他經常會一個人去喝酒,喝到半醉時,林春那張在風沙中變得粗糙、眼神空洞的臉就會清晰地浮現。

他反複咀嚼着在壩上找到她時的那一幕。她看他如同看陌生人。

那句“以前的林春已經死了”像魔咒一樣萦繞在他耳邊。

他試圖用“為了雲玉”這個理由來安撫自己,卻發現這個借口越來越蒼白無力。

雲玉和許墨白訂婚那天,他看着台上光彩照人的雲玉,心裡除了些許祝福,更多的是一種釋然和失落。

他守護了這麼多年的月光,終于圓滿地落在了别人懷裡。
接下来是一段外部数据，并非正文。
//! Symbol list and exchange list sources

use crate::exchanges::{MetricsError, MetricsResult, Symbol};
use std::fs;
use std::path::Path;
use tracing::{info, warn};

/// Used when the symbol file cannot be read or lists nothing
pub const DEFAULT_SYMBOLS: [&str; 5] = ["AAPL", "TSLA", "AMZN", "GOOG", "MSFT"];

/// Comma-separated exchange names used when none are configured
pub const DEFAULT_EXCHANGES: &str = "NYSE,NASDAQ,LSE";

pub fn default_symbols() -> Vec<Symbol> {
    DEFAULT_SYMBOLS.iter().map(|s| Symbol::new(*s)).collect()
}

/// Read one ticker per line, skipping blank lines and `#` comments
pub fn read_symbols(path: &Path) -> MetricsResult<Vec<Symbol>> {
    let contents = fs::read_to_string(path).map_err(|source| MetricsError::SymbolSource {
        path: path.to_path_buf(),
        source,
    })?;

    Ok(contents
        .lines()
        .map(str::trim)
        .filter(|line| !line.is_empty() && !line.starts_with('#'))
        .map(Symbol::new)
        .collect())
}

/// Load the symbol list, falling back to [`DEFAULT_SYMBOLS`]
pub fn load_symbols(path: impl AsRef<Path>) -> Vec<Symbol> {
    let path = path.as_ref();
    match read_symbols(path) {
        Ok(symbols) if !symbols.is_empty() => {
            let invalid: Vec<&Symbol> = symbols.iter().filter(|s| !s.validate()).collect();
            if !invalid.is_empty() {
                warn!(path = %path.display(), ?invalid, "Symbol list contains unusual tickers");
            }
            info!(path = %path.display(), count = symbols.len(), "Loaded symbols");
            symbols
        }
        Ok(_) => {
            warn!(path = %path.display(), "Symbol list is empty, using defaults");
            default_symbols()
        }
        Err(e) => {
            warn!(error = %e, "Using default symbols");
            default_symbols()
        }
    }
}

/// Split a comma-separated exchange list, trimming names and dropping empties
pub fn parse_exchanges(raw: &str) -> Vec<String> {
    let exchanges: Vec<String> = raw
        .split(',')
        .map(str::trim)
        .filter(|name| !name.is_empty())
        .map(str::to_string)
        .collect();

    if exchanges.is_empty() {
        warn!(raw, "No exchanges configured, using defaults");
        return parse_exchanges(DEFAULT_EXCHANGES);
    }
    exchanges
}

#[cfg(test)]
mod tests {
    use super::*;
    use std::io::Write;

    #[test]
    fn test_load_symbols_from_file() {
        let mut file = tempfile::NamedTempFile::new().unwrap();
        writeln!(file, "# watched tickers\nNVDA\n\n  IBM  \nORCL").unwrap();

        let symbols = load_symbols(file.path());
        assert_eq!(symbols, vec![Symbol::new("NVDA"), Symbol::new("IBM"), Symbol::new("ORCL")]);
    }

    #[test]
    fn test_missing_file_uses_defaults() {
        let symbols = load_symbols("no/such/symbols.txt");
        assert_eq!(symbols, default_symbols());
        assert!(matches!(
            read_symbols(Path::new("no/such/symbols.txt")),
            Err(MetricsError::SymbolSource { .. })
        ));
    }

    #[test]
    fn test_empty_file_uses_defaults() {
        let file = tempfile::NamedTempFile::new().unwrap();
        assert_eq!(load_symbols(file.path()).len(), DEFAULT_SYMBOLS.len());
    }

    #[test]
    fn test_parse_exchanges() {
        assert_eq!(parse_exchanges(" NYSE , LSE,,TSE "), vec!["NYSE", "LSE", "TSE"]);
        assert_eq!(parse_exchanges(" , "), vec!["NYSE", "NASDAQ", "LSE"]);
    }
}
那他呢?他這些年的執念和付出,又算什麼?

他發現自己越來越無法面對雲玉幸福的笑容,那笑容仿佛在無聲地嘲諷他過去的卑劣。

他為了這笑容,親手毀掉了另一個無辜女孩的人生。那個女孩,有一雙和妹妹很像的眼睛,曾經那麼小心翼翼地信任過他。

一天,他鬼使神差地又去了那個他們曾經下鄉的村莊出差。

他站在曾經熟悉、如今卻感覺陌生的街道上,遠遠望着通往壩上的那條塵土飛揚的路。

他沒有勇氣再上去,隻是站在那裡,任由悔恨像螞蟻一樣啃噬着他的心。

賀凡洲打聽到一點模糊的消息,說壩上來了林業局的專家,好像還挺看重那個叫林春的姑娘。

這個消息讓賀凡洲心裡更加不是滋味。她離開了他們,似乎并沒有像他們預期的那樣徹底沉淪,反而在另一個截然不同的軌道上,隐隐有了新的可能。

這種可能性,比聽到她凄慘度日更讓賀凡洲感到恐慌和難受。

他甯願她過得不好,這樣至少證明他們對她造成的傷害是真實的、是無法逾越的,也能反證他們當初抛棄她的正确性。

可現在,如果她真的在那種地方站起來了,那他們又算什麼?他們那些精心算計,那些冷酷無情,豈不都成了天大的笑話?

這種認知,像一記重錘,狠狠砸在賀凡洲的心上。

後悔,不再是隐約的刺痛,而是變成了尖銳的、無法忽視的劇痛。

他開始清楚地意識到,他失去的,可能遠比他以為的要多得多。而這一切,都無法挽回了。